Filter the data for lines with the word "derive", then copy every line so identified.

--*--

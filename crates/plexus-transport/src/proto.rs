//! Wire schema for the plugin RPC channel.
//!
//! Both directions speak the same two shapes: a [`MsgRequest`] carrying an
//! envelope's routing fields plus its JSON request body, and a
//! [`MsgResponse`] echoing the routing fields with the JSON response body.
//! The `error` key inside either body follows the empty-string ↔ absent
//! convention enforced by the envelope layer.

use serde::{Deserialize, Serialize};

use plexus_core::{Envelope, EnvelopeResult, JsonMap, Payload, Reply};

/// One unary request on the RPC channel.
#[derive(Debug, Clone, PartialEq, Serialize, Deserialize)]
pub struct MsgRequest {
    #[serde(default)]
    pub id: String,
    #[serde(default)]
    pub from: String,
    #[serde(default)]
    pub to: String,
    #[serde(rename = "type")]
    pub kind: String,
    #[serde(default)]
    pub ttl: i64,
    /// JSON-encoded request body.
    #[serde(default)]
    pub request: JsonMap,
}

impl MsgRequest {
    /// Serializes an envelope for the wire. The reply slot does not cross
    /// the boundary; lifecycle calls get their reply from the paired
    /// [`MsgResponse`] instead.
    pub fn from_envelope(envelope: &Envelope) -> Self {
        Self {
            id: envelope.id().to_string(),
            from: envelope.from().to_string(),
            to: envelope.to().to_string(),
            kind: envelope.payload().kind().to_string(),
            ttl: envelope.ttl(),
            request: envelope.payload().to_wire(),
        }
    }

    /// Reconstructs the envelope on the receiving side.
    pub fn into_envelope(self) -> EnvelopeResult<Envelope> {
        let payload = Payload::from_wire(&self.kind, self.request)?;
        Ok(Envelope::from_wire_parts(
            self.id, self.from, self.to, self.ttl, payload,
        ))
    }
}

/// The unary response paired with a [`MsgRequest`].
#[derive(Debug, Clone, PartialEq, Serialize, Deserialize)]
pub struct MsgResponse {
    #[serde(default)]
    pub id: String,
    #[serde(default)]
    pub from: String,
    #[serde(default)]
    pub to: String,
    #[serde(rename = "type", default)]
    pub kind: String,
    /// JSON-encoded response body.
    #[serde(default)]
    pub response: JsonMap,
}

impl MsgResponse {
    /// Builds the response for `request` out of a reply.
    pub fn for_request(request: &MsgRequest, reply: &Reply) -> Self {
        Self {
            id: request.id.clone(),
            from: request.from.clone(),
            to: request.to.clone(),
            kind: request.kind.clone(),
            response: reply.to_wire(),
        }
    }

    /// An empty-success response for `request`.
    pub fn empty(request: &MsgRequest) -> Self {
        Self::for_request(request, &Reply::ok())
    }

    /// Decodes the response body into a [`Reply`].
    pub fn into_reply(self) -> Reply {
        Reply::from_wire(self.response)
    }
}
use crate::bezier::{self, ControlPoint, Sampling};
use crate::color::Color;

/// Sampling resolution used by [`GradientSpec::stops`] unless overridden.
pub const DEFAULT_STEPS: usize = 15;

#[derive(Debug, Clone, Copy, PartialEq)]
pub struct GradientStop {
	pub offset: f64,
	pub color: Color,
}

impl GradientStop {
	pub fn new(offset: f64, color: Color) -> Self {
		Self { offset, color }
	}
}

/// Two colours joined by a cubic ease.
///
/// The x axis of the curve drives stop offsets and the y axis drives how far each stop
/// has blended from `top` to `bottom`.
#[derive(Debug, Clone, PartialEq)]
pub struct GradientSpec {
	pub top: Color,
	pub bottom: Color,
	pub control_point1: ControlPoint,
	pub control_point2: ControlPoint,
	pub steps: usize,
	pub sampling: Sampling,
}

impl Default for GradientSpec {
	fn default() -> Self {
		Self::new(Color::default(), Color::default())
	}
}

impl GradientSpec {
	/// Ease-in-out between `top` and `bottom`.
	pub fn new(top: Color, bottom: Color) -> Self {
		Self {
			top,
			bottom,
			control_point1: ControlPoint::new(0.42, 0.0),
			control_point2: ControlPoint::new(0.58, 1.0),
			steps: DEFAULT_STEPS,
			sampling: Sampling::default(),
		}
	}

	pub fn with_control_points<P: Into<ControlPoint>>(mut self, p1: P, p2: P) -> Self {
		self.control_point1 = p1.into();
		self.control_point2 = p2.into();
		self
	}

	pub fn with_steps(mut self, steps: usize) -> Self {
		self.steps = steps;
		self
	}

	pub fn with_sampling(mut self, sampling: Sampling) -> Self {
		self.sampling = sampling;
		self
	}

	pub fn stops(&self) -> Vec<GradientStop> {
		sample(self, self.steps)
	}
}

/// Sample `steps + 1` stops along the curve, in order of the curve parameter.
///
/// Offsets come straight from the curve's x axis, so they are only monotonic when the
/// control points keep x monotonic. `steps` takes precedence over `spec.steps`.
pub fn sample(spec: &GradientSpec, steps: usize) -> Vec<GradientStop> {
	let steps = if steps == 0 {
		log::warn!("Gradient sampled with zero steps, using 1");
		1
	} else {
		steps
	};
	log::debug!(
		"Sampling gradient: {} steps, control points {:?} {:?}",
		steps,
		spec.control_point1.0,
		spec.control_point2.0
	);

	bezier::parameters(steps, spec.sampling)
		.map(|t| {
			let p = spec.control_point1.ease(&spec.control_point2, t);
			GradientStop::new(p.x, spec.top.mix(&spec.bottom, p.y))
		})
		.collect()
}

--*--

_ANSWER BELOW_.
#[derive(Debug, Clone, PartialEq, Serialize, Deserialize)]
#[derive(Debug, Clone, PartialEq, Serialize, Deserialize)]
#[derive(Debug, Clone, Copy, PartialEq)]
#[derive(Debug, Clone, PartialEq)]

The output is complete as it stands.